Stored data
•••

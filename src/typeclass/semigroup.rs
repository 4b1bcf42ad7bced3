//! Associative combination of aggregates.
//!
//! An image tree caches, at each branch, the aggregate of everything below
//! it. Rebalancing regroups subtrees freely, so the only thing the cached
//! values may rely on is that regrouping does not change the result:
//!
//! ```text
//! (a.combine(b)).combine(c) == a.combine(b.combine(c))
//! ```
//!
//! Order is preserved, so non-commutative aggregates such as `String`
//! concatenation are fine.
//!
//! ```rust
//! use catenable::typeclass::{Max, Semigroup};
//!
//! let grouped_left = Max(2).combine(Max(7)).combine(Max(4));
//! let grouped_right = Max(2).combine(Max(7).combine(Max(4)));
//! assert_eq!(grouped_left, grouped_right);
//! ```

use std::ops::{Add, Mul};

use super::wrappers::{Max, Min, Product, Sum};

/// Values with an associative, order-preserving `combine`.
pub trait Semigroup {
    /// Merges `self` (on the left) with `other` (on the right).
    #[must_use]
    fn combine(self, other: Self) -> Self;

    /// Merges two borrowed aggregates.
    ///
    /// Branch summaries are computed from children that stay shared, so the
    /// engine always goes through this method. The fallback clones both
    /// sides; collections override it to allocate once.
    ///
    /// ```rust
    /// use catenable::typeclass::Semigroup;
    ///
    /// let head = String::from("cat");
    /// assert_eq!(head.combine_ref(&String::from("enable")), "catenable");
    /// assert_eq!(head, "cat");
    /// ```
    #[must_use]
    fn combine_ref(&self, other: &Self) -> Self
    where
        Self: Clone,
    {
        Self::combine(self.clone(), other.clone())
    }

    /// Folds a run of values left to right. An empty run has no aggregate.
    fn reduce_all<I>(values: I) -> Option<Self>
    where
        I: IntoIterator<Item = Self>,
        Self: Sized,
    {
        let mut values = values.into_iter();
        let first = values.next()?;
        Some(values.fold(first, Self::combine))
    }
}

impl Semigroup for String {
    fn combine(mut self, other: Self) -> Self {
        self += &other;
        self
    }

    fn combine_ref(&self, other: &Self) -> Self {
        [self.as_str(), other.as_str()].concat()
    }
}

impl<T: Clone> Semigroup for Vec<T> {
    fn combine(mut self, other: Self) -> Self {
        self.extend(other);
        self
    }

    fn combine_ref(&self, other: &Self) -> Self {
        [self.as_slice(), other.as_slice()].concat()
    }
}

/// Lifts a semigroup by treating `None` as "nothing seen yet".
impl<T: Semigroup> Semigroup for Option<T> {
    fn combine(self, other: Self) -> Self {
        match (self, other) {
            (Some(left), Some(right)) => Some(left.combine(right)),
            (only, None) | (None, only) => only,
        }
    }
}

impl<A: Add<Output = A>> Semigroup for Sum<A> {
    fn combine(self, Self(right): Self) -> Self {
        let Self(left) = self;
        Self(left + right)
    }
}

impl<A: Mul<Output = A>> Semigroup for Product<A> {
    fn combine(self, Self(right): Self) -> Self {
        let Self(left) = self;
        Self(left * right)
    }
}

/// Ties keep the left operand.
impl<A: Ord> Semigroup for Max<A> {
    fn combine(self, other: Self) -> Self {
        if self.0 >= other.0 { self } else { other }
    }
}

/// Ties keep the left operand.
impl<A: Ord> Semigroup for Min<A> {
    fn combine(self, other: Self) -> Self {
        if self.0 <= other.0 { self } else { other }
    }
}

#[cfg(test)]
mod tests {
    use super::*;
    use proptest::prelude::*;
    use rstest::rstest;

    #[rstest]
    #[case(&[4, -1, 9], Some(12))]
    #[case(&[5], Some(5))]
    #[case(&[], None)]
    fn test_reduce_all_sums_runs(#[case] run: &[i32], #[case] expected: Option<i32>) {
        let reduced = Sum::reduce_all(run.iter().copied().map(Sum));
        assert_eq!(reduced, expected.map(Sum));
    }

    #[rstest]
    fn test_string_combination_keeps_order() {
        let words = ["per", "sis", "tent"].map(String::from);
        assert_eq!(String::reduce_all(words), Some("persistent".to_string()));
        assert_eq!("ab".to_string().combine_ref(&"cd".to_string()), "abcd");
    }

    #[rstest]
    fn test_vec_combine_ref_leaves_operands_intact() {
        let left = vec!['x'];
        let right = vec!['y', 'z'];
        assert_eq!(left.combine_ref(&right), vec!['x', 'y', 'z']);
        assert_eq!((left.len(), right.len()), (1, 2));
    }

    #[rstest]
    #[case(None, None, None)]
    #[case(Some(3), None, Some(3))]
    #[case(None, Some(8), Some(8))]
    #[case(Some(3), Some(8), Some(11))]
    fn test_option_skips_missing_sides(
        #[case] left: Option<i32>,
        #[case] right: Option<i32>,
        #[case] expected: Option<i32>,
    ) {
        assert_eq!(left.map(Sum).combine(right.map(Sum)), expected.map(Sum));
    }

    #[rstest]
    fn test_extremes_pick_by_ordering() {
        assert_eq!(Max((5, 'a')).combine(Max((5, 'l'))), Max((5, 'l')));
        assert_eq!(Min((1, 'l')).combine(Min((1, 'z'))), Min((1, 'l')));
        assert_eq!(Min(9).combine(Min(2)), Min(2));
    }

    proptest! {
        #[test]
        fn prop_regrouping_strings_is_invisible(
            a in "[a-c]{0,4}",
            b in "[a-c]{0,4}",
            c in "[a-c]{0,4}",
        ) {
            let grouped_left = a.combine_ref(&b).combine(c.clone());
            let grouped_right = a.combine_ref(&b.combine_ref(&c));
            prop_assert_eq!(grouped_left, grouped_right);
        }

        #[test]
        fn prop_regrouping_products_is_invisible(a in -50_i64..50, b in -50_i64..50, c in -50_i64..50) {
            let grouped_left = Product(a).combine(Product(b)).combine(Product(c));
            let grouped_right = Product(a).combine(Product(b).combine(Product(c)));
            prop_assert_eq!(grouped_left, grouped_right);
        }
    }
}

•••

Work instructions: Each record above should be given again exactly as it appears.

Answer space:
filename src/typeclass/semigroup.rs
repository 4b1bcf42ad7bced3
//! Associative combination of aggregates.
//!
//! An image tree caches, at each branch, the aggregate of everything below
//! it. Rebalancing regroups subtrees freely, so the only thing the cached
//! values may rely on is that regrouping does not change the result:
//!
//! ```text
//! (a.combine(b)).combine(c) == a.combine(b.combine(c))
//! ```
//!
//! Order is preserved, so non-commutative aggregates such as `String`
//! concatenation are fine.
//!
//! ```rust
//! use catenable::typeclass::{Max, Semigroup};
//!
//! let grouped_left = Max(2).combine(Max(7)).combine(Max(4));
//! let grouped_right = Max(2).combine(Max(7).combine(Max(4)));
//! assert_eq!(grouped_left, grouped_right);
//! ```

use std::ops::{Add, Mul};

use super::wrappers::{Max, Min, Product, Sum};

/// Values with an associative, order-preserving `combine`.
pub trait Semigroup {
    /// Merges `self` (on the left) with `other` (on the right).
    #[must_use]
    fn combine(self, other: Self) -> Self;

    /// Merges two borrowed aggregates.
    ///
    /// Branch summaries are computed from children that stay shared, so the
    /// engine always goes through this method. The fallback clones both
    /// sides; collections override it to allocate once.
    ///
    /// ```rust
    /// use catenable::typeclass::Semigroup;
    ///
    /// let head = String::from("cat");
    /// assert_eq!(head.combine_ref(&String::from("enable")), "catenable");
    /// assert_eq!(head, "cat");
    /// ```
    #[must_use]
    fn combine_ref(&self, other: &Self) -> Self
    where
        Self: Clone,
    {
        Self::combine(self.clone(), other.clone())
    }

    /// Folds a run of values left to right. An empty run has no aggregate.
    fn reduce_all<I>(values: I) -> Option<Self>
    where
        I: IntoIterator<Item = Self>,
        Self: Sized,
    {
        let mut values = values.into_iter();
        let first = values.next()?;
        Some(values.fold(first, Self::combine))
    }
}

impl Semigroup for String {
    fn combine(mut self, other: Self) -> Self {
        self += &other;
        self
    }

    fn combine_ref(&self, other: &Self) -> Self {
        [self.as_str(), other.as_str()].concat()
    }
}

impl<T: Clone> Semigroup for Vec<T> {
    fn combine(mut self, other: Self) -> Self {
        self.extend(other);
        self
    }

    fn combine_ref(&self, other: &Self) -> Self {
        [self.as_slice(), other.as_slice()].concat()
    }
}

/// Lifts a semigroup by treating `None` as "nothing seen yet".
impl<T: Semigroup> Semigroup for Option<T> {
    fn combine(self, other: Self) -> Self {
        match (self, other) {
            (Some(left), Some(right)) => Some(left.combine(right)),
            (only, None) | (None, only) => only,
        }
    }
}

impl<A: Add<Output = A>> Semigroup for Sum<A> {
    fn combine(self, Self(right): Self) -> Self {
        let Self(left) = self;
        Self(left + right)
    }
}

impl<A: Mul<Output = A>> Semigroup for Product<A> {
    fn combine(self, Self(right): Self) -> Self {
        let Self(left) = self;
        Self(left * right)
    }
}

/// Ties keep the left operand.
impl<A: Ord> Semigroup for Max<A> {
    fn combine(self, other: Self) -> Self {
        if self.0 >= other.0 { self } else { other }
    }
}

/// Ties keep the left operand.
impl<A: Ord> Semigroup for Min<A> {
    fn combine(self, other: Self) -> Self {
        if self.0 <= other.0 { self } else { other }
    }
}

#[cfg(test)]
mod tests {
    use super::*;
    use proptest::prelude::*;
    use rstest::rstest;

    #[rstest]
    #[case(&[4, -1, 9], Some(12))]
    #[case(&[5], Some(5))]
    #[case(&[], None)]
    fn test_reduce_all_sums_runs(#[case] run: &[i32], #[case] expected: Option<i32>) {
        let reduced = Sum::reduce_all(run.iter().copied().map(Sum));
        assert_eq!(reduced, expected.map(Sum));
    }

    #[rstest]
    fn test_string_combination_keeps_order() {
        let words = ["per", "sis", "tent"].map(String::from);
        assert_eq!(String::reduce_all(words), Some("persistent".to_string()));
        assert_eq!("ab".to_string().combine_ref(&"cd".to_string()), "abcd");
    }

    #[rstest]
    fn test_vec_combine_ref_leaves_operands_intact() {
        let left = vec!['x'];
        let right = vec!['y', 'z'];
        assert_eq!(left.combine_ref(&right), vec!['x', 'y', 'z']);
        assert_eq!((left.len(), right.len()), (1, 2));
    }

    #[rstest]
    #[case(None, None, None)]
    #[case(Some(3), None, Some(3))]
    #[case(None, Some(8), Some(8))]
    #[case(Some(3), Some(8), Some(11))]
    fn test_option_skips_missing_sides(
        #[case] left: Option<i32>,
        #[case] right: Option<i32>,
        #[case] expected: Option<i32>,
    ) {
        assert_eq!(left.map(Sum).combine(right.map(Sum)), expected.map(Sum));
    }

    #[rstest]
    fn test_extremes_pick_by_ordering() {
        assert_eq!(Max((5, 'a')).combine(Max((5, 'l'))), Max((5, 'l')));
        assert_eq!(Min((1, 'l')).combine(Min((1, 'z'))), Min((1, 'l')));
        assert_eq!(Min(9).combine(Min(2)), Min(2));
    }

    proptest! {
        #[test]
        fn prop_regrouping_strings_is_invisible(
            a in "[a-c]{0,4}",
            b in "[a-c]{0,4}",
            c in "[a-c]{0,4}",
        ) {
            let grouped_left = a.combine_ref(&b).combine(c.clone());
            let grouped_right = a.combine_ref(&b.combine_ref(&c));
            prop_assert_eq!(grouped_left, grouped_right);
        }

        #[test]
        fn prop_regrouping_products_is_invisible(a in -50_i64..50, b in -50_i64..50, c in -50_i64..50) {
            let grouped_left = Product(a).combine(Product(b)).combine(Product(c));
            let grouped_right = Product(a).combine(Product(b).combine(Product(c)));
            prop_assert_eq!(grouped_left, grouped_right);
        }
    }
}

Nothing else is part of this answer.